Screaming Tea Party (London, UK)
Screaming Tea Party are a band you're gonna think you discovered when you were 13. They pack in snippets of every record you've ever owned, and sound like a sloppy first kiss that precedes a punch in the teeth, without sounding dated or cliched. The 'Party are 2/3 Japanese to 1/3 Italian, and the 3-headed noise beast's songs range from sweet, fuzzy lo-fi (check out 'Death Egg'), to huge, Sonic Youth-esque metal monsters that'll make your skull rattle ('Between Air and Air'). Vocals are shared between the three, and flit between melodious mumbling and 'shit, I've lost my tonsils' screaming; the only way to be heard over guitars this loud.
Complex and simple, dirty but kind of sweet, we guarantee you'll be seeing (and hearing) a lot more of these guys. Their debut EP, 'Death Egg' is available now on shit-hot-label-of-the-moment, Stolen Recordings. We haven't heard anything this good since... well.. anything.
Click play on the left to hear Death Egg by Screaming Tea Party.
What's...
...so special about you, then?
Our Music is like children's music. It describes the union of opposites that we all have. It's sparkling. We are on the same ship.
I love listening to the sound of breaking glasses. Not only vandalizing something for fun, but just the sounds of breaking glasses. It's not really creative, but I love it.
...the best piece of advice you've heard?

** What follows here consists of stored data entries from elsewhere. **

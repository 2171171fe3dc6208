//! Markup escaping shared by the XML and HTML writers.
//!
//! Escaping is not best-effort: every piece of text that lands in markup
//! goes through [`escape_markup`], and every element name through
//! [`element_name`].

use std::borrow::Cow;

/// Entity-escape `&`, `<`, `>`, `"` and `'`, and drop control characters
/// that XML 1.0 forbids outright (tab, newline and carriage return stay).
pub fn escape_markup(s: &str) -> Cow<'_, str> {
    if !s.chars().any(needs_escape) {
        return Cow::Borrowed(s);
    }
    let mut out = String::with_capacity(s.len() + 16);
    for c in s.chars() {
        match c {
            '&'  => out.push_str("&amp;"),
            '<'  => out.push_str("&lt;"),
            '>'  => out.push_str("&gt;"),
            '"'  => out.push_str("&quot;"),
            '\'' => out.push_str("&apos;"),
            c if is_forbidden_control(c) => {}
            c => out.push(c),
        }
    }
    Cow::Owned(out)
}

fn needs_escape(c: char) -> bool {
    matches!(c, '&' | '<' | '>' | '"' | '\'') || is_forbidden_control(c)
}

fn is_forbidden_control(c: char) -> bool {
    (c < '\u{20}' && !matches!(c, '\t' | '\n' | '\r')) || matches!(c, '\u{FFFE}' | '\u{FFFF}')
}

/// Coerce `name` into a valid XML element name.
///
/// Letters and digits from any script are kept, as are `_`, `.` and `-`;
/// anything else becomes `_`.  A name starting with a digit, `.` or `-`
/// gets a `_` prefix, and an empty name becomes `_`.
pub fn element_name(name: &str) -> Cow<'_, str> {
    let valid_char = |c: char| c.is_alphanumeric() || matches!(c, '_' | '.' | '-');
    let valid_start = |c: char| c.is_alphabetic() || c == '_';

    match name.chars().next() {
        Some(first) if valid_start(first) && name.chars().all(valid_char) => Cow::Borrowed(name),
        None => Cow::Borrowed("_"),
        Some(first) => {
            let mut out = String::with_capacity(name.len() + 1);
            if !valid_start(first) && valid_char(first) {
                out.push('_');
            }
            out.extend(name.chars().map(|c| if valid_char(c) { c } else { '_' }));
            Cow::Owned(out)
        }
    }
}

All negativities come from fear.
...the skankiest gig you've played?
We used to play at those squat parties where the toilets are quite skanky.
...good about your music?
...your worst fashion secret?
I don't know about fashion so much to be honest.
But I know it's gonna be kind of crap if I dye my hair in deep green, when my spiritual thing is not in deep green. Strange but its true! It's connected.
...your family think of you?
They understand what we do and what we have to do now.
...next year going to bring?
We will be releasing the 2nd EP and playing everywhere.
...your favourite website?
Google Earth, it's insane. I can see my grandma's fucking roof. I don't use it so much though. It's too trippy.
...at the top of your shit list?
Someone who abuses the authority, not only fascist people but even cab drivers in London. They've got some obstacles in there brains.
Probably some recording and some somersaults!